At the same time, Takaful Malaysia saw potential in driving new demand for its products and services.
Nor Azman said the insurer would continue to focus on its strategic bancatakaful partnerships with leading Islamic financial institutions.
For the first six months ended June 30, the company posted a commendable net profit of RM185.5mil compared with RM142.8mil achieved a year ago.
It achieved higher earnings per share of 22.15 sen during the period compared with with 17.08 sen previously.
Takaful revenue rose to RM1.3bil in the first half of the year from RM1.1bil in the corresponding period last year.
According to Nor Azman, the company’s general takaful arm will continue to be an imperative growth area amid greater demand for online motor takaful business.
“We will strengthen our corporate agency force by retaining and recruiting high-potential corporate agents, building our online motor customer base, and penetrating other segments to grow the general takaful business.
“Takaful Malaysia will also balance its underwriting margins and business growth to increase market share, achieve strong brand loyalty, retain existing customers, and attract new ones,” he added.
Kenanga Research, in its latest note on the company, said Takaful Malaysia is expected to face cost pressures in the form of higher retakaful costs in the second half of the year.
While maintaining its “outperform” call on the takaful operator, the research house said higher retakaful costs would continue to be a bane for the company.
“On takaful service expenses, it is noted that claims only saw an increase of 15% (with claims-to-revenue at 58.4%, a dip of five percentage points).
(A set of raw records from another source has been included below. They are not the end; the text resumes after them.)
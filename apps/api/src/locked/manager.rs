use serde::Serialize;
use serde_json::Value;
use sqlx::PgPool;
use tracing::info;
use uuid::Uuid;

use crate::errors::AppError;
use crate::ledger::store::{self, LedgerRef};
use crate::models::profile::LockedProfileRow;
use crate::models::version::{VersionRow, VersionSummary};

/// A profile with its most recent version, for listing.
#[derive(Debug, Serialize)]
pub struct ProfileWithLatest {
    #[serde(flatten)]
    pub profile: LockedProfileRow,
    pub latest_version: Option<VersionSummary>,
}

pub async fn find_profile(
    pool: &PgPool,
    owner_id: Uuid,
    name: &str,
) -> Result<Option<LockedProfileRow>, sqlx::Error> {
    sqlx::query_as(
        "SELECT id, owner_id, name, created_at FROM locked_profiles \
         WHERE owner_id = $1 AND name = $2",
    )
    .bind(owner_id)
    .bind(name)
    .fetch_optional(pool)
    .await
}

/// The owner's current main-ledger master content, copied by value.
/// Deliberately read outside the locked ledger's write transaction: the two
/// ledgers are separate consistency domains (momentary staleness is fine).
async fn current_master_content(pool: &PgPool, owner_id: Uuid) -> Result<Option<Value>, AppError> {
    let Some(resume_id) = store::resume_ledger_id(pool, owner_id).await? else {
        return Ok(None);
    };
    let master = store::get_master(pool, LedgerRef::resume(resume_id)).await?;
    Ok(master.map(|v| v.content))
}

/// Creates a named locked profile seeded from the current master content as
/// version 1.
pub async fn create_profile(
    pool: &PgPool,
    owner_id: Uuid,
    name: &str,
) -> Result<(LockedProfileRow, VersionRow), AppError> {
    if name.trim().is_empty() {
        return Err(AppError::BadRequest("Profile name is required".to_string()));
    }

    let content = current_master_content(pool, owner_id)
        .await?
        .ok_or_else(|| AppError::BadRequest("No master resume found to lock".to_string()))?;

    let mut tx = pool.begin().await?;
    store::set_transaction_budgets(&mut tx).await?;

    let profile: LockedProfileRow = sqlx::query_as(
        "INSERT INTO locked_profiles (id, owner_id, name) VALUES ($1, $2, $3) \
         RETURNING id, owner_id, name, created_at",
    )
    .bind(Uuid::new_v4())
    .bind(owner_id)
    .bind(name)
    .fetch_one(&mut *tx)
    .await
    .map_err(|e| AppError::from_db(e, "Profile name already exists"))?;

    let version =
        store::append_master_version(&mut tx, LedgerRef::locked(profile.id), &content).await?;
    tx.commit().await?;

    info!("Created locked profile '{name}' for owner {owner_id}");
    Ok((profile, version))
}

/// Refreshes a locked profile: appends the CURRENT master content as a new
/// version in the locked ledger, following the same master-transition step as
/// the main ledger. Never copies from inside the locked ledger itself.
pub async fn refresh_profile(
    pool: &PgPool,
    owner_id: Uuid,
    name: &str,
) -> Result<VersionRow, AppError> {
    let profile = find_profile(pool, owner_id, name)
        .await?
        .ok_or_else(|| AppError::NotFound("Locked profile not found".to_string()))?;

    let content = current_master_content(pool, owner_id)
        .await?
        .ok_or_else(|| AppError::BadRequest("No master resume found to snapshot".to_string()))?;

    let ledger = LedgerRef::locked(profile.id);
    let mut tx = pool.begin().await?;
    store::set_transaction_budgets(&mut tx).await?;
    store::lock_ledger(&mut tx, ledger).await?;
    let version = store::append_master_version(&mut tx, ledger, &content).await?;
    tx.commit().await?;

    info!(
        "Refreshed locked profile '{name}' for owner {owner_id} to version {}",
        version.version_number
    );
    Ok(version)
}

pub async fn list_profiles(
    pool: &PgPool,
    owner_id: Uuid,
) -> Result<Vec<ProfileWithLatest>, AppError> {
    let profiles: Vec<LockedProfileRow> = sqlx::query_as(
        "SELECT id, owner_id, name, created_at FROM locked_profiles \
         WHERE owner_id = $1 ORDER BY created_at",
    )
    .bind(owner_id)
    .fetch_all(pool)
    .await?;

    let mut result = Vec::with_capacity(profiles.len());
    for profile in profiles {
        let latest_version: Option<VersionSummary> = sqlx::query_as(
            "SELECT id, version_number, is_master, is_archived, created_at \
             FROM locked_profile_versions WHERE locked_profile_id = $1 \
             ORDER BY version_number DESC LIMIT 1",
        )
        .bind(profile.id)
        .fetch_optional(pool)
        .await?;
        result.push(ProfileWithLatest {
            profile,
            latest_version,
        });
    }
    Ok(result)
}

pub async fn list_profile_versions(
    pool: &PgPool,
    owner_id: Uuid,
    name: &str,
) -> Result<Vec<VersionSummary>, AppError> {
    let profile = find_profile(pool, owner_id, name)
        .await?
        .ok_or_else(|| AppError::NotFound("Locked profile not found".to_string()))?;

    store::list_versions(pool, LedgerRef::locked(profile.id), false).await
}
use sqlx::PgPool;

/// Shared application state injected into all route handlers via Axum extractors.
/// The pool is the single process-wide storage handle; components never reach
/// for a global connection.
#[derive(Clone)]
pub struct AppState {
    pub db: PgPool,
}
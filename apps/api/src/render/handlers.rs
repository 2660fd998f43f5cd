use axum::{
    extract::{Path, State},
    http::header,
    response::{IntoResponse, Response},
    Json,
};
use bytes::Bytes;
use serde::Deserialize;
use serde_json::Value;
use uuid::Uuid;

use crate::errors::AppError;
use crate::ledger::store::{self, LedgerRef};
use crate::locked::manager;
use crate::render::renderer_for;
use crate::state::AppState;

#[derive(Deserialize)]
pub struct ExportMasterRequest {
    pub owner_id: Uuid,
    pub template: Option<String>,
    /// Unsaved editor content may be exported directly; otherwise the current
    /// master is fetched.
    pub content: Option<Value>,
}

#[derive(Deserialize)]
pub struct ExportLockedRequest {
    pub owner_id: Uuid,
    pub template: Option<String>,
}

fn document_response(filename: &str, body: Bytes) -> Response {
    (
        [
            (
                header::CONTENT_TYPE,
                "text/plain; charset=utf-8".to_string(),
            ),
            (
                header::CONTENT_DISPOSITION,
                format!("attachment; filename={filename}"),
            ),
        ],
        body,
    )
        .into_response()
}

/// POST /export/master
pub async fn handle_export_master(
    State(state): State<AppState>,
    Json(req): Json<ExportMasterRequest>,
) -> Result<Response, AppError> {
    let content = match req.content {
        Some(content) => content,
        None => {
            let resume_id = store::resume_ledger_id(&state.db, req.owner_id)
                .await?
                .ok_or_else(|| AppError::NotFound("Resume not found".to_string()))?;
            store::get_master(&state.db, LedgerRef::resume(resume_id))
                .await?
                .ok_or_else(|| AppError::NotFound("Resume not found".to_string()))?
                .content
        }
    };

    let renderer = renderer_for(req.template.as_deref());
    let body = renderer.render(&content).await?;
    Ok(document_response("resume.txt", body))
}

/// POST /export/locked/:profile_name
pub async fn handle_export_locked(
    State(state): State<AppState>,
    Path(profile_name): Path<String>,
    Json(req): Json<ExportLockedRequest>,
) -> Result<Response, AppError> {
    let profile = manager::find_profile(&state.db, req.owner_id, &profile_name)
        .await?
        .ok_or_else(|| AppError::NotFound("Locked profile not found".to_string()))?;
    let master = store::get_master(&state.db, LedgerRef::locked(profile.id))
        .await?
        .ok_or_else(|| AppError::NotFound("Locked profile not found".to_string()))?;

    let renderer = renderer_for(req.template.as_deref());
    let body = renderer.render(&master.content).await?;
    Ok(document_response(&format!("{profile_name}-resume.txt"), body))
}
The group attributed higher retakaful costs as the cause of the surge.
“It is noted that more frequent floods have led to the reassessment of reinsurance premiums, which we reckon may only be upside-biased going forward. No thanks to this, the takaful service result ended 8% lower,” the research house said based on its recent briefing with the company. From the family takaful end, credit-related products remained the lion’s share, accounting for around 80% of its portfolio.
The company is backed by strong bancatakaful contributions with new partners in Agrobank and Bank Muamalat Malaysia Bhd.
“On the flipside, we gather that general takaful mostly gained from a growing motor exposure.
“On fire-class products, the group has been able to tide the ongoing fire detariffication by repackaging its residential products without compromising on its premiums,” said Kenanga Research.